Effect of mullite whiskers on the microstructure and mechanical properties of oil well cement

Abstract

This study addresses the issues of excessive brittleness and susceptibility to cracking in cementite by creating mullite whiskers, which enhance its mechanical characteristics, by the molten salt process utilizing Na₂SO₄, metakaolin, and Al₂(SO₄)₃·18 H₂O as raw ingredients. Multiple analytical methodologies, such as thermogravimetric analysis (TG), X-ray diffraction analysis (XRD), scanning electron microscopy (SEM), and mercury intrusion porosimetry (MIP), were utilized to investigate the phase, microstructure, and pore attributes of the whisker-modified cement slurry, along with the mechanism through which mullite whiskers enhance the cement slurry. The test findings indicate that the needle-shaped mullite whiskers exhibit excellent dispersion and a consistent aspect ratio. They accelerate the cement hydration process without altering the types of hydration products produced. The addition of mullite whiskers markedly improves the initial compressive and tensile strength of the cement slurry.
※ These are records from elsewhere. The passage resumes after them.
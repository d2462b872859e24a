use crate::models::Record;
use crate::utils::text::display_value;
use chrono::{DateTime, FixedOffset, Offset, TimeZone, Utc};
use serde::Serialize;
use serde_json::Value;

const UTC8_OFFSET_SECS: i32 = 8 * 3_600;
const NOT_AVAILABLE: &str = "N/A";

fn is_falsy(value: &Value) -> bool {
    match value {
        Value::Null => true,
        Value::Bool(flag) => !flag,
        Value::Number(n) => n.as_f64() == Some(0.0),
        Value::String(text) => text.is_empty(),
        Value::Array(items) => items.is_empty(),
        Value::Object(map) => map.is_empty(),
    }
}

/// Milliseconds since the epoch from a number or a numeric string.
pub fn value_as_millis(value: &Value) -> Option<i64> {
    let millis = match value {
        Value::Number(n) => n.as_i64().map(|v| v as f64).or_else(|| n.as_f64())?,
        Value::String(text) => text.trim().parse::<f64>().ok()?,
        _ => return None,
    };
    if !millis.is_finite() || millis.abs() > i64::MAX as f64 {
        return None;
    }
    Some(millis.trunc() as i64)
}

fn utc_datetime(value: &Value) -> Option<DateTime<Utc>> {
    Utc.timestamp_millis_opt(value_as_millis(value)?).single()
}

fn utc8() -> FixedOffset {
    FixedOffset::east_opt(UTC8_OFFSET_SECS).unwrap_or(Utc.fix())
}

fn render_pair(dt: DateTime<Utc>) -> (String, String) {
    let local = dt.with_timezone(&utc8());
    (
        dt.format("%Y-%m-%d %H:%M:%S UTC").to_string(),
        local.format("%Y-%m-%d %H:%M:%S UTC+8").to_string(),
    )
}

/// `YYYY-MM-DD HH:MM:SS UTC / YYYY-MM-DD HH:MM:SS UTC+8` for a millisecond
/// timestamp. Missing or falsy input renders `N/A`; anything unparseable
/// renders an inline error instead of failing.
pub fn format_timestamp(value: Option<&Value>) -> String {
    let Some(value) = value.filter(|v| !is_falsy(v)) else {
        return NOT_AVAILABLE.to_string();
    };
    match utc_datetime(value) {
        Some(dt) => {
            let (utc, local) = render_pair(dt);
            format!("{} / {}", utc, local)
        }
        None => format!(
            "Error: Invalid timestamp ({})",
            display_value(Some(value), "None")
        ),
    }
}

/// [`format_timestamp`] with each zone kept separately.
#[derive(Debug, Clone, PartialEq, Serialize)]
pub struct TimestampParts {
    pub utc: String,
    pub utc8: String,
    pub raw: Value,
}

pub fn format_timestamp_detailed(value: Option<&Value>) -> TimestampParts {
    let raw = value.cloned().unwrap_or(Value::Null);
    if is_falsy(&raw) {
        return TimestampParts {
            utc: NOT_AVAILABLE.to_string(),
            utc8: NOT_AVAILABLE.to_string(),
            raw,
        };
    }
    match utc_datetime(&raw) {
        Some(dt) => {
            let (utc, utc8) = render_pair(dt);
            TimestampParts { utc, utc8, raw }
        }
        None => {
            let error = format!("Error: Invalid timestamp ({})", display_value(Some(&raw), "None"));
            TimestampParts {
                utc: error.clone(),
                utc8: error,
                raw,
            }
        }
    }
}

/// Sets `target` to the formatted `source` for every pair. Source fields
/// are left as they were.
pub fn enrich_timestamps(record: &mut Record, fields: &[(&str, &str)]) {
    for (source, target) in fields {
        let formatted = format_timestamp(record.get(*source));
        record.insert((*target).to_string(), Value::String(formatted));
    }
}

#[cfg(test)]
mod tests {
    use super::*;
    use serde_json::json;

    #[test]
    fn formats_both_zones() {
        assert_eq!(
            format_timestamp(Some(&json!(1700000000000_i64))),
            "2023-11-14 22:13:20 UTC / 2023-11-15 06:13:20 UTC+8"
        );
    }

    #[test]
    fn numeric_strings_are_accepted() {
        assert_eq!(
            format_timestamp(Some(&json!("1700000000000"))),
            "2023-11-14 22:13:20 UTC / 2023-11-15 06:13:20 UTC+8"
        );
    }

    #[test]
    fn falsy_values_render_not_available() {
        assert_eq!(format_timestamp(None), "N/A");
        assert_eq!(format_timestamp(Some(&json!(0))), "N/A");
        assert_eq!(format_timestamp(Some(&Value::Null)), "N/A");
        assert_eq!(format_timestamp(Some(&json!(""))), "N/A");
    }

    #[test]
    fn garbage_renders_inline_error() {
        assert_eq!(
            format_timestamp(Some(&json!("not-a-number"))),
            "Error: Invalid timestamp (not-a-number)"
        );
        assert_eq!(
            format_timestamp(Some(&json!({"v": 1}))),
            "Error: Invalid timestamp ({\"v\":1})"
        );
    }

    #[test]
    fn detailed_variant_splits_zones() {
        let parts = format_timestamp_detailed(Some(&json!(1700000000000_i64)));
        assert_eq!(parts.utc, "2023-11-14 22:13:20 UTC");
        assert_eq!(parts.utc8, "2023-11-15 06:13:20 UTC+8");
        assert_eq!(parts.raw, json!(1700000000000_i64));

        let missing = format_timestamp_detailed(None);
        assert_eq!(missing.utc, "N/A");
        assert_eq!(missing.raw, Value::Null);
    }

    #[test]
    fn enrich_adds_formatted_fields() {
        let mut record = json!({"createTime": 1700000000000_i64})
            .as_object()
            .cloned()
            .unwrap();
        enrich_timestamps(
            &mut record,
            &[("createTime", "formattedCreateTime"), ("updateTime", "formattedUpdateTime")],
        );
        assert_eq!(
            record["formattedCreateTime"],
            json!("2023-11-14 22:13:20 UTC / 2023-11-15 06:13:20 UTC+8")
        );
        assert_eq!(record["formattedUpdateTime"], json!("N/A"));
        assert_eq!(record["createTime"], json!(1700000000000_i64));
    }
}
use crate::errors::ToolError;
use crate::utils::suggest::suggest;

/// A manager was asked for a tool it does not serve. Only reachable through
/// a wiring mistake, so it is reported as internal.
pub fn unhandled_tool_error(manager: &str, tool: &str, known_tools: &[&str]) -> ToolError {
    let suggestions = suggest(tool, known_tools, 3);
    let mut err = ToolError::internal(format!("{} manager does not handle tool {}", manager, tool))
        .with_details(serde_json::json!({
            "known_tools": known_tools,
            "did_you_mean": suggestions,
        }));
    if !suggestions.is_empty() {
        err = err.with_hint(format!("Did you mean: {}?", suggestions.join(", ")));
    }
    err
}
The incorporation of 0.7 % whiskers resulted in a rise in compressive and tensile strengths of the cement slurry by 55.26 % and 41.86 % at 3 days, and by 45.27 % and 43.52 % at 7 days, respectively. The percentage of detrimental pores in the cement slurry was diminished by 19 %, and the porosity was reduced by 8.11 %. Mullite whiskers can act as nucleation sites for cement hydration, expediting the development of hydration products. Furthermore, it can fill the micropores inside the cement matrix and enhance the microstructure. The bridging effect and pull-out energy dissipation mechanism of the whiskers augment the strength and hardness of the cement slurry, thus reducing its propensity to break.